Howard v. Perrin
Headline: Court affirms Arizona ruling protecting land title acquired from the United States, rejects a two-year possession defense, and denies a claim to percolating subterranean water, leaving the grantee’s recovery of possession intact.
Holding:
- Affirms that land titles acquired from the United States can prevail even before an official patent is issued.
- Prevents short local possession rules from defeating federal grants of legal or equitable title.
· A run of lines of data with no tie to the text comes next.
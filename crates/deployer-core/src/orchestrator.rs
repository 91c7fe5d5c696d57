//! Same-address deployment of one contract across chains.
//!
//! Every chain of a wave sends its creation transaction at the same nonce.
//! With the same sender and init code the CREATE address is then identical
//! everywhere. Chains whose nonce is behind the target first burn the
//! missing nonces with zero-value transfers to the burn address.
//!
//! Each chain runs in its own task and moves through
//! [`ChainDeployState`]; a fatal error on one chain raises the run's
//! [`AbortSignal`], which stops every chain that has not submitted yet.

use crate::error::DeployError;
use crate::fees::{FeePolicy, GasPolicy};
use crate::lifecycle::ChainLifecycle;
use crate::logo::LogoInitializer;
use alloy::primitives::{Address, Bytes, TxHash};
use deployer_config::DeployerConfig;
use deployer_nonce::NonceManager;
use deployer_rpc::{Connection, RpcConnectionManager, RpcError};
use deployer_types::{
	truncate_hash, AddressAgreement, ChainDeployState, ChainId, DeploymentPlan, DeploymentResult,
	TxReceipt, TxRequest, BURN_ADDRESS,
};
use futures::future::join_all;
use std::sync::{Arc, OnceLock};
use std::time::Duration;
use tracing::{debug, error, info, warn};

/// Protocol settings shared by every wave of a run.
#[derive(Debug, Clone)]
pub struct DeploySettings {
	pub confirmations: u64,
	pub confirmation_timeout: Duration,
	/// Receipt waits per transaction before a timeout is final.
	pub confirmation_rounds: u32,
	/// Total attempts for a creation transaction.
	pub submit_attempts: u32,
	pub submit_retry_delay: Duration,
	/// Total attempts for transient failures of other sends.
	pub send_max_retries: u32,
	pub filler_gas_limit: u64,
	pub filler_gas_limit_escalated: u64,
	pub filler_confirmations: u64,
	pub fees: FeePolicy,
	pub primary_gas: GasPolicy,
	pub module_gas: GasPolicy,
}
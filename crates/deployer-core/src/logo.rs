//! One-shot logo URI initializer of the primary contract.

use crate::error::DeployError;
use crate::fees::FeePolicy;
use alloy::primitives::{Address, Bytes};
use alloy::sol;
use alloy::sol_types::SolCall;
use deployer_nonce::NonceManager;
use deployer_rpc::{Connection, RpcConnectionManager};
use deployer_types::{truncate_hash, TxRequest};
use std::time::Duration;
use tracing::{debug, info};

sol! {
	interface ILogoURI {
		function logoURI() external view returns (string);
		function initializeLogoURI(string uri) external;
	}
}

const LOGO_GAS_FALLBACK: u64 = 200_000;

/// Current logo URI, empty when unset or unreadable.
pub async fn current_logo_uri(connection: &Connection, contract: Address) -> String {
	let data = Bytes::from(ILogoURI::logoURICall {}.abi_encode());
	match connection.client.call(contract, data).await {
		Ok(raw) => ILogoURI::logoURICall::abi_decode_returns(&raw).unwrap_or_default(),
		Err(e) => {
			debug!(chain_id = connection.chain_id, "logoURI() call failed: {}", e);
			String::new()
		}
	}
}

/// Sends `initializeLogoURI(uri)` on contracts whose logo is unset.
pub struct LogoInitializer<'a> {
	pub rpc: &'a RpcConnectionManager,
	pub nonces: &'a NonceManager,
	pub fees: FeePolicy,
	pub send_max_retries: u32,
	pub confirmations: u64,
	pub timeout: Duration,
}

impl LogoInitializer<'_> {
	/// Consumes one nonce when it sends; the caller must hold the sender's
	/// nonce lease. Returns whether a transaction was sent.
	pub async fn ensure(
		&self,
		connection: &Connection,
		contract: Address,
		uri: &str,
	) -> Result<bool, DeployError> {
		let chain_id = connection.chain_id;
		if !current_logo_uri(connection, contract).await.is_empty() {
			debug!(chain_id, %contract, "Logo URI already set");
			return Ok(false);
		}

		let client = connection.client.as_ref();
		let nonce = self
			.nonces
			.get_nonce_with_client(client, connection.address, chain_id)
			.await?;
		let input = Bytes::from(
			ILogoURI::initializeLogoURICall {
				uri: uri.to_string(),
			}
			.abi_encode(),
		);
		let tx = TxRequest::call(contract, input, nonce)
			.with_fees(self.fees.fetch(client, chain_id).await?);
		let gas_limit = client
			.estimate_gas(&tx)
			.await
			.map(|estimate| estimate.saturating_add(estimate / 5))
			.unwrap_or(LOGO_GAS_FALLBACK);

		let outcome = self
			.rpc
			.send_transaction_with_retry(
				client,
				tx.with_gas_limit(gas_limit),
				self.send_max_retries,
				self.confirmations,
				self.timeout,
			)
			.await
			.map_err(|e| DeployError::rpc(chain_id, e))?;
		self.nonces
			.reserve_nonce(connection.address, chain_id, nonce);

		info!(
			chain_id,
			nonce,
			tx_hash = %truncate_hash(&outcome.tx_hash),
			"Logo URI initialized"
		);
		Ok(true)
	}
}

#[cfg(test)]
mod tests {
	use super::*;
	use alloy::sol_types::SolValue;
	use deployer_rpc::{ConnectionOptions, SimulatedNetwork};
	use std::sync::Arc;

	const KEY: &str = "0x4c0883a69102937d6231471b5dbb6204fe5129617082792ae468d01a3f362318";

	async fn setup() -> (SimulatedNetwork, RpcConnectionManager, NonceManager, Connection) {
		let network = SimulatedNetwork::new();
		network.add_chain("sim://one", 1);
		let rpc = RpcConnectionManager::new(Arc::new(network.clone()));
		let nonces = NonceManager::new(Arc::new(network.clone()));
		let connection = rpc
			.create_connection("sim://one", KEY, ConnectionOptions::default())
			.await
			.unwrap();
		(network, rpc, nonces, connection)
	}

	fn initializer<'a>(
		rpc: &'a RpcConnectionManager,
		nonces: &'a NonceManager,
		fees: FeePolicy,
	) -> LogoInitializer<'a> {
		LogoInitializer {
			rpc,
			nonces,
			fees,
			send_max_retries: 3,
			confirmations: 1,
			timeout: Duration::from_secs(5),
		}
	}

	#[tokio::test]
	async fn test_initializes_empty_logo() {
		let (network, rpc, nonces, connection) = setup().await;
		let chain = network.chain("sim://one").unwrap();
		let contract = Address::repeat_byte(0x42);
		let fees = FeePolicy {
			min_priority_fee: 1,
			min_max_fee: 1,
		};

		let sent = initializer(&rpc, &nonces, fees)
			.ensure(&connection, contract, "ipfs://logo")
			.await
			.unwrap();
		assert!(sent);

		let txs = chain.sent_by(connection.address);
		assert_eq!(txs.len(), 1);
		assert_eq!(txs[0].tx.to, Some(contract));
		let call = ILogoURI::initializeLogoURICall::abi_decode(&txs[0].tx.input).unwrap();
		assert_eq!(call.uri, "ipfs://logo");
		assert_eq!(nonces.cached_nonce(connection.address, 1), Some(1));
	}

	#[tokio::test]
	async fn test_skips_when_logo_set() {
		let (network, rpc, nonces, connection) = setup().await;
		let chain = network.chain("sim://one").unwrap();
		let contract = Address::repeat_byte(0x42);
		chain.set_call_response(
			contract,
			Bytes::from(("ipfs://existing".to_string(),).abi_encode_params()),
		);

		assert_eq!(current_logo_uri(&connection, contract).await, "ipfs://existing");
		let sent = initializer(&rpc, &nonces, FeePolicy::from_config(&Default::default()))
			.ensure(&connection, contract, "ipfs://logo")
			.await
			.unwrap();
		assert!(!sent);
		assert!(chain.sent_by(connection.address).is_empty());
	}
}
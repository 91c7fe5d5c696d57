//! Classified RPC errors.

use thiserror::Error;

/// Error returned by chain clients, classified from the node's message.
#[derive(Debug, Clone, Error, PartialEq, Eq)]
pub enum RpcError {
	#[error("Connection error: {0}")]
	Connection(String),
	#[error("Timeout: {0}")]
	Timeout(String),
	#[error("Nonce too low: {0}")]
	NonceTooLow(String),
	/// The node already holds an identical transaction.
	#[error("Already known: {0}")]
	AlreadyKnown(String),
	#[error("Insufficient funds: {0}")]
	InsufficientFunds(String),
	#[error("Intrinsic gas too low: {0}")]
	IntrinsicGasTooLow(String),
	#[error("Invalid configuration: {0}")]
	InvalidConfiguration(String),
	#[error("RPC error: {0}")]
	Rpc(String),
}

const NONCE_TOO_LOW: &[&str] = &["nonce too low", "nonce has already been used", "nonce_expired"];
const ALREADY_KNOWN: &[&str] = &["already known", "known transaction", "already imported"];
const INSUFFICIENT_FUNDS: &[&str] = &["insufficient funds", "insufficient_funds"];
const INTRINSIC_GAS: &[&str] = &["intrinsic gas too low"];
const TIMEOUT: &[&str] = &["timeout", "timed out", "etimedout"];
const CONNECTION: &[&str] = &[
	"network_error",
	"econnreset",
	"econnrefused",
	"enotfound",
	"connection reset",
	"connection refused",
	"connection closed",
	"error sending request",
	"dns error",
];

impl RpcError {
	/// Classifies a raw node or transport message.
	pub fn from_message(message: impl Into<String>) -> Self {
		let message = message.into();
		let lowered = message.to_lowercase();
		let matches = |needles: &[&str]| needles.iter().any(|n| lowered.contains(n));

		if matches(NONCE_TOO_LOW) {
			Self::NonceTooLow(message)
		} else if matches(ALREADY_KNOWN) {
			Self::AlreadyKnown(message)
		} else if matches(INSUFFICIENT_FUNDS) {
			Self::InsufficientFunds(message)
		} else if matches(INTRINSIC_GAS) {
			Self::IntrinsicGasTooLow(message)
		} else if matches(TIMEOUT) {
			Self::Timeout(message)
		} else if matches(CONNECTION) {
			Self::Connection(message)
		} else {
			Self::Rpc(message)
		}
	}

	/// Transient transport failures worth retrying with backoff.
	pub fn is_retryable(&self) -> bool {
		matches!(self, Self::Connection(_) | Self::Timeout(_))
	}
}

#[cfg(test)]
mod tests {
	use super::*;

	#[test]
	fn test_classification() {
		assert!(matches!(
			RpcError::from_message("nonce too low: next nonce 5, tx nonce 3"),
			RpcError::NonceTooLow(_)
		));
		assert!(matches!(
			RpcError::from_message("already known"),
			RpcError::AlreadyKnown(_)
		));
		assert!(matches!(
			RpcError::from_message("known transaction: 0xabc"),
			RpcError::AlreadyKnown(_)
		));
		assert!(matches!(
			RpcError::from_message("insufficient funds for gas * price + value"),
			RpcError::InsufficientFunds(_)
		));
		assert!(matches!(
			RpcError::from_message("intrinsic gas too low: have 21000, want 42000"),
			RpcError::IntrinsicGasTooLow(_)
		));
		assert!(matches!(RpcError::from_message("RPC timeout"), RpcError::Timeout(_)));
		assert!(matches!(
			RpcError::from_message("Transaction timeout after 30s"),
			RpcError::Timeout(_)
		));
		assert!(matches!(
			RpcError::from_message("read ECONNRESET"),
			RpcError::Connection(_)
		));
		assert!(matches!(
			RpcError::from_message("getaddrinfo ENOTFOUND rpc.example"),
			RpcError::Connection(_)
		));
		assert!(matches!(
			RpcError::from_message("execution reverted"),
			RpcError::Rpc(_)
		));
	}

	#[test]
	fn test_retryable() {
		assert!(RpcError::Timeout("x".into()).is_retryable());
		assert!(RpcError::Connection("x".into()).is_retryable());
		assert!(!RpcError::NonceTooLow("x".into()).is_retryable());
		assert!(!RpcError::AlreadyKnown("x".into()).is_retryable());
		assert!(!RpcError::InsufficientFunds("x".into()).is_retryable());
		assert!(!RpcError::IntrinsicGasTooLow("x".into()).is_retryable());
		assert!(!RpcError::Rpc("x".into()).is_retryable());
	}
}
- Denies claims to percolating subterranean water as a running stream for appropriation.
Summary
Background
A landowner (the plaintiff, now appellee) sought to recover possession of a tract that had not yet received a formal patent (official federal deed). The defendant (appellant) relied on a two-year territorial statute for people who occupy land by possession, and also filed a cross-claim saying he had a prior right to water found after digging a well. The land at issue was within limits granted to a railroad-related company when the railroad was completed.
Reasoning
The Court examined whether the plaintiff’s title — shown by certified General Land Office records and other evidence — was enough to support recovery even without a patent. The Court held that the certified records were competent and that nothing shown was prejudicial or proved the land was in an excepted class (like mineral land). The Court explained that the two-year territorial possession rule applies only to disputes between mere possessors and does not overthrow a full legal or equitable title that has passed from the United States. On the water claim, the Court accepted the factual finding that only percolating water existed under the soil, and therefore it was not a “river, creek or stream of running water” that the territorial water statutes cover.
Real world impact
The decision lets a landholder with a federal grant record prevail over a short-term occupant relying on a possessory statute, and it prevents claiming percolating subterranean water as a public running stream. The Arizona Supreme Court’s judgment in favor of the recovering landowner is affirmed.